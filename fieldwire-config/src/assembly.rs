//! Building a [`Node`] from a [`NodeConfig`]
//!
//! The description names devices by kind and id only; the platform supplies
//! the actual bus drivers through a [`DeviceProvider`]. Components are added
//! in the order sensors, controls, switches, then the wires are connected.

use fieldwire_core::{Device, Node, SwitchDriver};

use crate::{
    schema::{NodeConfig, SensorConfig, SwitchConfig},
    LoadError,
};

/// Source of device handles for a node description
pub trait DeviceProvider {
    /// Driver for a sensor, `None` if the platform has no such device
    fn device(&mut self, sensor: &SensorConfig) -> Option<Box<dyn Device>>;

    /// Driver for a digital output
    fn switch(&mut self, switch: &SwitchConfig) -> Option<Box<dyn SwitchDriver>>;
}

/// Assemble a node; every configuration and wiring error surfaces here
pub fn assemble<P: DeviceProvider>(config: &NodeConfig, provider: &mut P) -> Result<Node, LoadError> {
    let mut builder = Node::builder().period_ms(config.period_ms);

    for sensor in &config.sensors {
        let device = provider
            .device(sensor)
            .ok_or_else(|| LoadError::MissingDevice(sensor.id().to_string()))?;
        builder = builder.add_boxed(sensor.build(device)?)?;
    }

    for control in &config.controls {
        builder = builder.add(control.build()?)?;
    }

    for switch in &config.switches {
        let driver = provider
            .switch(switch)
            .ok_or_else(|| LoadError::MissingDevice(switch.id.clone()))?;
        builder = builder.add(switch.build(driver)?)?;
    }

    for wire in &config.wires {
        builder = builder.wire(&wire.from, &wire.to)?;
    }

    log::info!(
        "assembled node: {} sensors, {} controls, {} switches, {} wires",
        config.sensors.len(),
        config.controls.len(),
        config.switches.len(),
        config.wires.len()
    );

    Ok(builder.build())
}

- - - - - - -

_WORK REQUIRED_:
Restate the listing in full, preserving every word.

_RESPONSE AREA_:
filename fieldwire-config/src/assembly.rs
//! Building a [`Node`] from a [`NodeConfig`]
//!
//! The description names devices by kind and id only; the platform supplies
//! the actual bus drivers through a [`DeviceProvider`]. Components are added
//! in the order sensors, controls, switches, then the wires are connected.

use fieldwire_core::{Device, Node, SwitchDriver};

use crate::{
    schema::{NodeConfig, SensorConfig, SwitchConfig},
    LoadError,
};

/// Source of device handles for a node description
pub trait DeviceProvider {
    /// Driver for a sensor, `None` if the platform has no such device
    fn device(&mut self, sensor: &SensorConfig) -> Option<Box<dyn Device>>;

    /// Driver for a digital output
    fn switch(&mut self, switch: &SwitchConfig) -> Option<Box<dyn SwitchDriver>>;
}

/// Assemble a node; every configuration and wiring error surfaces here
pub fn assemble<P: DeviceProvider>(config: &NodeConfig, provider: &mut P) -> Result<Node, LoadError> {
    let mut builder = Node::builder().period_ms(config.period_ms);

    for sensor in &config.sensors {
        let device = provider
            .device(sensor)
            .ok_or_else(|| LoadError::MissingDevice(sensor.id().to_string()))?;
        builder = builder.add_boxed(sensor.build(device)?)?;
    }

    for control in &config.controls {
        builder = builder.add(control.build()?)?;
    }

    for switch in &config.switches {
        let driver = provider
            .switch(switch)
            .ok_or_else(|| LoadError::MissingDevice(switch.id.clone()))?;
        builder = builder.add(switch.build(driver)?)?;
    }

    for wire in &config.wires {
        builder = builder.wire(&wire.from, &wire.to)?;
    }

    log::info!(
        "assembled node: {} sensors, {} controls, {} switches, {} wires",
        config.sensors.len(),
        config.controls.len(),
        config.switches.len(),
        config.wires.len()
    );

    Ok(builder.build())
}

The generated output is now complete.